Aquello fue un mazazo, y la reacción del duque de Borgoña no se hizo esperar.
—¡Aquí, señor mariscal, no estamos tratando problemas de familia, sino asuntos de Estado!
—Sí, pero da la casualidad de que estos asuntos de Estado conciernen de forma directa a vuestra familia. Vuestro abuelo es el rey de Francia, y vuestro hermano, por voluntad de vuestro abuelo, es el rey de España. ¡Eso es así os guste o no!
Las miradas que se cruzaron Borgoña y Tessé eran matadoras, y la tensión muy fuerte. Los nervios del primero eran palpables por la respiración entrecortada y agitada que movía su pecho con fuerza. El ministro de Dios entendió que tenía la obligación de apaciguar otra vez los ánimos.
—En la nueva situación en que se encuentra el rey de España, abandonado a su suerte, parece poco probable que pueda sostenerse por mucho tiempo en el trono. Tal vez, señores, sea el tiempo quien solucione lo que en este momento parece ser uno de los mayores escollos para alcanzar la paz.
—Sí, pero en ese caso —Borgoña seguía siendo presa de la agitación— no podríamos plantear quién sería el nuevo rey de España, que nos vendría impuesto por una derrota.
—En ese caso; ¿hay alguna propuesta concreta que deseéis poner sobre la mesa? —El conde de Tolosa parecía cansado por las largas horas de reunión.
—Sí, hay una propuesta que, si cuenta con vuestra anuencia, podría presentarse al rey. Una propuesta que, por añadidura, contaría con las bendiciones; perdón, eminencia, sólo es una expresión —Borgoña miró de soslayo al purpurado—, de mademoiselle de Maintenon.
—¿Gozaría de su beneplácito, o es ella su instigadora? —La pregunta del mariscal estaba cargada de intención.
—He de deciros, señor, que sois un impertinente. ¡Me niego a responderos!
—Yo os diré, excelencia, que eso habla muy poco en vuestro favor. ¡Si no deseáis que se conozca el santo, no contéis el milagro!

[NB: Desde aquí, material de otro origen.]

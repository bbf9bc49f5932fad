// src/engine/runtime.rs

use std::fmt;

use tokio::sync::{mpsc, oneshot, watch};
use tracing::{debug, info, warn};

use crate::dag::{ScheduledTask, Task, TaskId};
use crate::errors::{OrchestratorError, Result};
use crate::events::{EmitOptions, EventBus};
use crate::exec::TaskExecutor;
use crate::types::TaskStatus;

use super::core::{CoreRuntime, ExecutionSnapshot};
use super::state::ExecutionState;
use super::{Command, CoreCommand, RuntimeEvent, TaskOutcome};

const INBOX_CAPACITY: usize = 256;

/// Reply channel for a command issued through a [`RuntimeHandle`].
type Reply = oneshot::Sender<Result<()>>;

#[derive(Debug)]
struct Envelope {
    event: RuntimeEvent,
    reply: Option<Reply>,
}

/// Drives the scheduler core in response to `RuntimeEvent`s, hands
/// dispatched tasks to a `TaskExecutor` and publishes lifecycle events on
/// the bus.
///
/// This is a pure IO shell around `CoreRuntime`, which contains all the
/// scheduling semantics. Everything that mutates execution state goes
/// through the single loop in [`Runtime::run`].
pub struct Runtime<E: TaskExecutor> {
    core: CoreRuntime,
    inbox: mpsc::Receiver<Envelope>,
    /// Executor results come back through here. Weak, so the loop ends once
    /// every handle is gone.
    results: mpsc::WeakSender<Envelope>,
    executor: E,
    bus: EventBus,
    snapshot_tx: watch::Sender<ExecutionSnapshot>,
}

impl<E: TaskExecutor> fmt::Debug for Runtime<E> {
    fn fmt(&self, f: &mut fmt::Formatter<'_>) -> fmt::Result {
        f.debug_struct("Runtime")
            .field("core", &self.core)
            .finish_non_exhaustive()
    }
}

impl<E: TaskExecutor> Runtime<E> {
    pub fn new(core: CoreRuntime, bus: EventBus, executor: E) -> (Self, RuntimeHandle) {
        let (tx, inbox) = mpsc::channel(INBOX_CAPACITY);
        let (snapshot_tx, snapshot_rx) = watch::channel(core.snapshot());

        let handle = RuntimeHandle {
            tx: tx.clone(),
            snapshot: snapshot_rx,
            bus: bus.clone(),
        };
        let runtime = Self {
            core,
            inbox,
            results: tx.downgrade(),
            executor,
            bus,
            snapshot_tx,
        };
        (runtime, handle)
    }

    /// Main event loop.
    ///
    /// - Consumes envelopes from the inbox.
    /// - Feeds them into the core.
    /// - Executes the commands returned by the core (dispatch, emit, exit),
    ///   then publishes the new snapshot and answers the caller. Handlers
    ///   therefore see the previous snapshot; the event payload carries what
    ///   changed.
    pub async fn run(mut self) -> Result<()> {
        info!("agentflow runtime started");

        while let Some(Envelope { event, reply }) = self.inbox.recv().await {
            debug!(?event, "runtime received event");

            let step = self.core.step(event);
            for command in step.commands {
                self.execute_command(command).await;
            }
            self.snapshot_tx.send_replace(self.core.snapshot());

            match (reply, step.error) {
                (Some(reply), error) => {
                    // The caller may have given up waiting.
                    let _ = reply.send(error.map_or(Ok(()), Err));
                }
                (None, Some(error)) => {
                    warn!(error = %error, "command without reply was rejected");
                }
                (None, None) => {}
            }

            if !step.keep_running {
                info!("core requested exit; stopping runtime");
                break;
            }
        }

        info!("runtime exiting");
        Ok(())
    }

    /// Execute a single command from the core.
    async fn execute_command(&mut self, command: CoreCommand) {
        match command {
            CoreCommand::Dispatch(task) => self.dispatch(task),
            CoreCommand::Emit {
                kind,
                payload,
                correlation_id,
            } => {
                let options = match correlation_id {
                    Some(id) => EmitOptions::default().with_correlation_id(id),
                    None => EmitOptions::default(),
                };
                self.bus.emit(kind, payload, options).await;
            }
            CoreCommand::RequestExit => {
                info!("core issued RequestExit command");
            }
        }
    }

    /// Run the executor future on its own task and feed the outcome back
    /// into the inbox. A panicking executor counts as a failed task.
    fn dispatch(&self, task: ScheduledTask) {
        let Some(results) = self.results.upgrade() else {
            warn!(task = %task.id, "runtime inbox closed; not dispatching");
            return;
        };

        debug!(task = %task.id, run_id = task.run_id, "handing task to executor");
        let id = task.id.clone();
        let run_id = task.run_id;
        let attempt = task.attempt;
        let work = self.executor.execute(task);

        tokio::spawn(async move {
            let outcome = match tokio::spawn(work).await {
                Ok(outcome) => outcome,
                Err(err) if err.is_panic() => TaskOutcome::failed("executor panicked"),
                Err(err) => TaskOutcome::failed(format!("executor task aborted: {err}")),
            };
            let envelope = Envelope {
                event: RuntimeEvent::TaskFinished {
                    task: id.clone(),
                    run_id,
                    attempt,
                    outcome,
                },
                reply: None,
            };
            if results.send(envelope).await.is_err() {
                debug!(task = %id, run_id, "runtime gone; dropping task result");
            }
        });
    }
}

/// Cloneable handle to a running [`Runtime`]: lifecycle commands, queries
/// and change notification.
///
/// Lifecycle calls wait until the runtime has applied the command and
/// finished publishing the resulting events. Event handlers run inside that
/// publication, so a handler must use [`RuntimeHandle::notify`] rather than
/// awaiting a lifecycle call.
#[derive(Debug, Clone)]
pub struct RuntimeHandle {
    tx: mpsc::Sender<Envelope>,
    snapshot: watch::Receiver<ExecutionSnapshot>,
    bus: EventBus,
}

impl RuntimeHandle {
    async fn request(&self, event: RuntimeEvent) -> Result<()> {
        let (reply_tx, reply_rx) = oneshot::channel();
        self.tx
            .send(Envelope {
                event,
                reply: Some(reply_tx),
            })
            .await
            .map_err(|_| OrchestratorError::RuntimeClosed)?;
        reply_rx.await.map_err(|_| OrchestratorError::RuntimeClosed)?
    }

    /// Validate the task set and begin a run. A cyclic set leaves the run
    /// `idle` and returns `CyclicDependency`.
    pub async fn start(&self, project_id: impl Into<String>, tasks: Vec<Task>) -> Result<()> {
        self.request(
            Command::Start {
                project_id: project_id.into(),
                tasks,
            }
            .into(),
        )
        .await
    }

    pub async fn pause(&self) -> Result<()> {
        self.request(Command::Pause.into()).await
    }

    pub async fn resume(&self) -> Result<()> {
        self.request(Command::Resume.into()).await
    }

    pub async fn stop(&self) -> Result<()> {
        self.request(Command::Stop.into()).await
    }

    pub async fn reset(&self) -> Result<()> {
        self.request(Command::Reset.into()).await
    }

    pub async fn set_task_status(&self, task: impl Into<TaskId>, status: TaskStatus) -> Result<()> {
        self.request(
            Command::SetTaskStatus {
                task: task.into(),
                status,
            }
            .into(),
        )
        .await
    }

    /// Put a failed or cancelled task back to `pending`.
    pub async fn retry_task(&self, task: impl Into<TaskId>) -> Result<()> {
        self.set_task_status(task, TaskStatus::Pending).await
    }

    /// Stop the runtime loop. In-flight executor work is not cancelled.
    pub async fn shutdown(&self) -> Result<()> {
        self.request(RuntimeEvent::ShutdownRequested).await
    }

    /// Queue a command without waiting for it to be applied. Rejections
    /// are logged by the runtime. Safe to call from event handlers.
    pub fn notify(&self, command: Command) -> Result<()> {
        self.tx
            .try_send(Envelope {
                event: command.into(),
                reply: None,
            })
            .map_err(|err| match err {
                mpsc::error::TrySendError::Closed(_) => OrchestratorError::RuntimeClosed,
                mpsc::error::TrySendError::Full(_) => {
                    OrchestratorError::Other(anyhow::anyhow!("runtime inbox is full"))
                }
            })
    }

    // ---- queries -----------------------------------------------------------

    pub fn snapshot(&self) -> ExecutionSnapshot {
        self.snapshot.borrow().clone()
    }

    pub fn state(&self) -> ExecutionState {
        self.snapshot.borrow().state.clone()
    }

    pub fn next_executable_task(&self) -> Result<Option<Task>> {
        Ok(self.snapshot.borrow().next_executable_task()?.cloned())
    }

    pub fn blocking_tasks(&self, task_id: &str) -> Vec<Task> {
        self.snapshot
            .borrow()
            .blocking_tasks(task_id)
            .into_iter()
            .cloned()
            .collect()
    }

    pub fn execution_order(&self) -> Result<Vec<Task>> {
        Ok(self
            .snapshot
            .borrow()
            .execution_order()?
            .into_iter()
            .cloned()
            .collect())
    }

    pub fn task_by_id(&self, task_id: &str) -> Option<Task> {
        self.snapshot.borrow().task_by_id(task_id).cloned()
    }

    /// Change notification: a fresh snapshot is published after every
    /// command and executor result.
    pub fn subscribe(&self) -> watch::Receiver<ExecutionSnapshot> {
        self.snapshot.clone()
    }

    /// Wait until a published snapshot satisfies `predicate`.
    pub async fn wait_until(
        &self,
        mut predicate: impl FnMut(&ExecutionSnapshot) -> bool,
    ) -> Result<ExecutionSnapshot> {
        let mut rx = self.snapshot.clone();
        let snapshot = rx
            .wait_for(|s| predicate(s))
            .await
            .map_err(|_| OrchestratorError::RuntimeClosed)?;
        Ok(snapshot.clone())
    }

    pub fn events(&self) -> &EventBus {
        &self.bus
    }
}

Aquello era más de lo que el duque de Borgoña entendía que podía soportar. Hizo ademán de incorporarse. El mariscal, apercibiéndose del movimiento, también iba a levantarse. Sólo la intervención del señor de Chamaillart, aplacando al nieto del rey, y el conde de Tolosa y el obispo haciendo lo propio con Tessé, lograron evitar una situación embarazosa. Fue necesario un buen rato para que una cierta tranquilidad, no exenta de tensión, volviese a la reunión.
La propuesta de Borgoña de que los ejércitos de Francia, llegado el caso, luchasen contra Felipe V, fue rechazada por el mariscal de Tessé y el conde de Tolosa, y fue apoyada por el señor de Chamaillart, mientras que el obispo de Burdeos tuvo una larga y tediosa intervención que cumplió a la perfección las intenciones de monseñor: hablar mucho y no decir nada.
Borgoña y Chamaillart habían sostenido como argumentos fundamentales de su posición la gravedad de la situación, la razón de Estado y las ventajas con que podrían llegar al final de la contienda, que pasaba indefectiblemente por la derrota de Felipe V. Sus antagonistas habían puesto sobre la mesa el honor de Francia y del propio rey, que, indefectiblemente también, quedaría mancillado; la necesidad de que el enemigo diese muestras de desear una paz aceptable y honrosa, tras la salida de España de las tropas francesas, y la disconformidad con varios de los puntos concretos que contenía la propuesta que había hecho el duque.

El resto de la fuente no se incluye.